** WHAT YOU SHOULD DO **
Show every line below where "Output" can be found.

** RECORDS TO PROCESS **
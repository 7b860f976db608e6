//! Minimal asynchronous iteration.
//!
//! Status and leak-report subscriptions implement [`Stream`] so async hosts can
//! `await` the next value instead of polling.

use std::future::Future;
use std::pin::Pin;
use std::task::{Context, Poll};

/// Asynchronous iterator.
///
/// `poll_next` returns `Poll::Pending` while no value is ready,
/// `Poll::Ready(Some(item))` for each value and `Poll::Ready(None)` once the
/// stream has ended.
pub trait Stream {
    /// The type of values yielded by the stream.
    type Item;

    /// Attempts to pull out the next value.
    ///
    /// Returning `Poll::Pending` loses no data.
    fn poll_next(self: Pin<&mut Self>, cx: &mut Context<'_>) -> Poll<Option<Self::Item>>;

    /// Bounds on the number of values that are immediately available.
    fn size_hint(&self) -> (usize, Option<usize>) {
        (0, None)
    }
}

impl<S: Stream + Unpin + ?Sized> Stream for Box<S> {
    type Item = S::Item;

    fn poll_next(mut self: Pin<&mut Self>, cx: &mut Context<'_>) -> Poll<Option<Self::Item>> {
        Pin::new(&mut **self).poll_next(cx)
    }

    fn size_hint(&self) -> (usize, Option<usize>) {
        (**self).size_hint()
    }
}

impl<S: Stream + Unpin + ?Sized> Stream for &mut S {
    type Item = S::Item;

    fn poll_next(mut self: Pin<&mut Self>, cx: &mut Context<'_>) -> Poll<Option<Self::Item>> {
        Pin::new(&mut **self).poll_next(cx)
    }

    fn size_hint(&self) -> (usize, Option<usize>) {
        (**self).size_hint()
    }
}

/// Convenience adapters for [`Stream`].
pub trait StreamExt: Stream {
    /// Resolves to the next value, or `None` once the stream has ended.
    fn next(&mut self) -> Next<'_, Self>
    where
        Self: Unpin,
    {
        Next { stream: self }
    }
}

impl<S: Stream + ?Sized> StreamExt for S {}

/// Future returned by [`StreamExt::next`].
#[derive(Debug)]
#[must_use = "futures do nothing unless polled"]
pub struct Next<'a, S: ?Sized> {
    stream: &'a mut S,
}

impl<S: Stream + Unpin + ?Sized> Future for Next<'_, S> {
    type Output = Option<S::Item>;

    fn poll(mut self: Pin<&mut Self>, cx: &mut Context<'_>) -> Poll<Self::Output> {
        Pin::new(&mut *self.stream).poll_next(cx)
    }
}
--
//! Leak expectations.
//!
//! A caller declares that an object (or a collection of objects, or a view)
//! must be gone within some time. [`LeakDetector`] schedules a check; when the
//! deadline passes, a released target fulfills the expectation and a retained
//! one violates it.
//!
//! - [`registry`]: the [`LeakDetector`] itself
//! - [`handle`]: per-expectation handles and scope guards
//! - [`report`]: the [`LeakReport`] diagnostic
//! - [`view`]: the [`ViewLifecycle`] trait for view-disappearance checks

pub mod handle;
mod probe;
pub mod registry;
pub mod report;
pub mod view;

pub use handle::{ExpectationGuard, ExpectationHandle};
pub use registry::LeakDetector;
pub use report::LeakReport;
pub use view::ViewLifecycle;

** ANSWER BOX **
    type Output = Option<S::Item>;
    fn poll(mut self: Pin<&mut Self>, cx: &mut Context<'_>) -> Poll<Self::Output> {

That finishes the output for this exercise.